▸ **Your objective**
Up to and including the line containing "pub use delivery::MessageDelivery;", set down each line of the entries below exactly, starting from the first, and leave out the rest.

▸ **Source records**
···

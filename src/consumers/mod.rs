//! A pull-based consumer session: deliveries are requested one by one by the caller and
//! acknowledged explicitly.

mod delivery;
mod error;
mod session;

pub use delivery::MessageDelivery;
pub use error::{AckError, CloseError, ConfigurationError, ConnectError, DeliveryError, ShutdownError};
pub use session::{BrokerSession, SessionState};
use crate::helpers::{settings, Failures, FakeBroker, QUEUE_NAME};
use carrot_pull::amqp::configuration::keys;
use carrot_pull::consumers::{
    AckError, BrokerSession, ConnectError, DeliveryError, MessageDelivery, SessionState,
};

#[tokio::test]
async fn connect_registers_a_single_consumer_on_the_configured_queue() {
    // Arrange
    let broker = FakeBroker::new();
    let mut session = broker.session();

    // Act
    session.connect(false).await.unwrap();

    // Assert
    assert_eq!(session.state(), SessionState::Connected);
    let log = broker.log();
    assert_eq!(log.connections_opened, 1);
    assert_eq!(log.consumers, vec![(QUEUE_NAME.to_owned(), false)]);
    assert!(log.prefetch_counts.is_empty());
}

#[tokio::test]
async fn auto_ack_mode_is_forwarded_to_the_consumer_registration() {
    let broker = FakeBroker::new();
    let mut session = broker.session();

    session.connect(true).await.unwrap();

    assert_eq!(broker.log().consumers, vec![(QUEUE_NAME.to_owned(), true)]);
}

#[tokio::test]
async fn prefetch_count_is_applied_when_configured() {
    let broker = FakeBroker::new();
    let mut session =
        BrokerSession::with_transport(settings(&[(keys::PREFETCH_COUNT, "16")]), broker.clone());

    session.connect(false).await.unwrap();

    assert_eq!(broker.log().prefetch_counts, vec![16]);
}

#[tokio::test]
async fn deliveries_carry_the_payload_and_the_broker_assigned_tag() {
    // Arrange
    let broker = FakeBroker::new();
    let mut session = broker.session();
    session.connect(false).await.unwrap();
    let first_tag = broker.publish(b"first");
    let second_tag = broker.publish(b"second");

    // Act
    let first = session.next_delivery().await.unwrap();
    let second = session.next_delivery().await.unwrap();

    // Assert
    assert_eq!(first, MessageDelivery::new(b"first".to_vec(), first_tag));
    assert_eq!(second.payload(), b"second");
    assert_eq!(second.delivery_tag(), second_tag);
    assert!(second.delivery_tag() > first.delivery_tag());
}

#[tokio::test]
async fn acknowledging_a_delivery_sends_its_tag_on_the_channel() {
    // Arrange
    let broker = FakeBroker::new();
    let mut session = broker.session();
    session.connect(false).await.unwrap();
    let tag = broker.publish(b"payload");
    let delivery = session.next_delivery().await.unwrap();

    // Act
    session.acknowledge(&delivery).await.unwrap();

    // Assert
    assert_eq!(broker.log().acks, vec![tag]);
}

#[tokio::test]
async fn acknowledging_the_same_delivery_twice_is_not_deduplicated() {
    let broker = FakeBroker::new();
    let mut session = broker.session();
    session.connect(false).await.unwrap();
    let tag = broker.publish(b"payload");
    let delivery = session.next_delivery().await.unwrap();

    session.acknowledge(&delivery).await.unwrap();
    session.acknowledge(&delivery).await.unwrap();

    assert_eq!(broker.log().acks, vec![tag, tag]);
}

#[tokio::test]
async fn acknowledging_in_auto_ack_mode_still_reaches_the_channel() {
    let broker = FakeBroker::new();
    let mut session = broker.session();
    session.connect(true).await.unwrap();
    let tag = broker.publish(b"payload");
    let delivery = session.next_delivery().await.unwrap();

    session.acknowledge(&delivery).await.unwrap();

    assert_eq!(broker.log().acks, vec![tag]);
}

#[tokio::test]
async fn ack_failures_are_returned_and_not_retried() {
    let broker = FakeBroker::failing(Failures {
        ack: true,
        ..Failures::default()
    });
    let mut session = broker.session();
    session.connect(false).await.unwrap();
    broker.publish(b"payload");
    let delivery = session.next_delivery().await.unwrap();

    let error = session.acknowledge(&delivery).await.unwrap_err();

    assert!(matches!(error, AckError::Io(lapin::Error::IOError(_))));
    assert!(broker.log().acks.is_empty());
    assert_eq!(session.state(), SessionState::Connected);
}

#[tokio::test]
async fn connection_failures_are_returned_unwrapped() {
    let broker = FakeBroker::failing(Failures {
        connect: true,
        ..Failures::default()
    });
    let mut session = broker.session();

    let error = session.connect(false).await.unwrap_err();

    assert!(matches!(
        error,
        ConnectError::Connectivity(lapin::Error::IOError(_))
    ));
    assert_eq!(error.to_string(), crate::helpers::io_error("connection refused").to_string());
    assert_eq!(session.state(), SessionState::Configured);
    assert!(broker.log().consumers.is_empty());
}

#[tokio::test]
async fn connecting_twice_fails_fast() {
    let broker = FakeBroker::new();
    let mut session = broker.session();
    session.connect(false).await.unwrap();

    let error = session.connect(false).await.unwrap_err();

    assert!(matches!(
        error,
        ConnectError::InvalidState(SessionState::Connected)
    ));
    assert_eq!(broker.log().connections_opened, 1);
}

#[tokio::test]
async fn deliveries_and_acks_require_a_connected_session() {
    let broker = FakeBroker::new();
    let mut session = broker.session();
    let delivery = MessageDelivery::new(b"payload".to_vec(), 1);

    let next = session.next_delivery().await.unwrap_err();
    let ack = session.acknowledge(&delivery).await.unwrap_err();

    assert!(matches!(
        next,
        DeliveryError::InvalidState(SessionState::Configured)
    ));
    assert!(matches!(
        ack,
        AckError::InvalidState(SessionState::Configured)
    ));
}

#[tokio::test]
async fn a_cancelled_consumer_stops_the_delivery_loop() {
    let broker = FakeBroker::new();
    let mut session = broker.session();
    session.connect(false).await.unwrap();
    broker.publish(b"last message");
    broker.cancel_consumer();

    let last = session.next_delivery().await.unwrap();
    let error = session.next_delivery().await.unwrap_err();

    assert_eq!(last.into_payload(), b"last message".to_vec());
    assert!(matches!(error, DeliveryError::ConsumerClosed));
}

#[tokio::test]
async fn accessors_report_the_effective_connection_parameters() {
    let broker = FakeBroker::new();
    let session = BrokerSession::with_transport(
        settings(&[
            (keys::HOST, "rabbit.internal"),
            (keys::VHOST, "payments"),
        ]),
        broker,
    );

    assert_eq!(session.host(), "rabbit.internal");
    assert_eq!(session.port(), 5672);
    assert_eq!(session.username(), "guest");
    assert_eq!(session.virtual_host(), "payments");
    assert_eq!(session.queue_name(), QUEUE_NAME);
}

···

▸ **Answer box**
filename src/consumers/mod.rs
//! A pull-based consumer session: deliveries are requested one by one by the caller and
//! acknowledged explicitly.

mod delivery;
mod error;
mod session;

pub use delivery::MessageDelivery;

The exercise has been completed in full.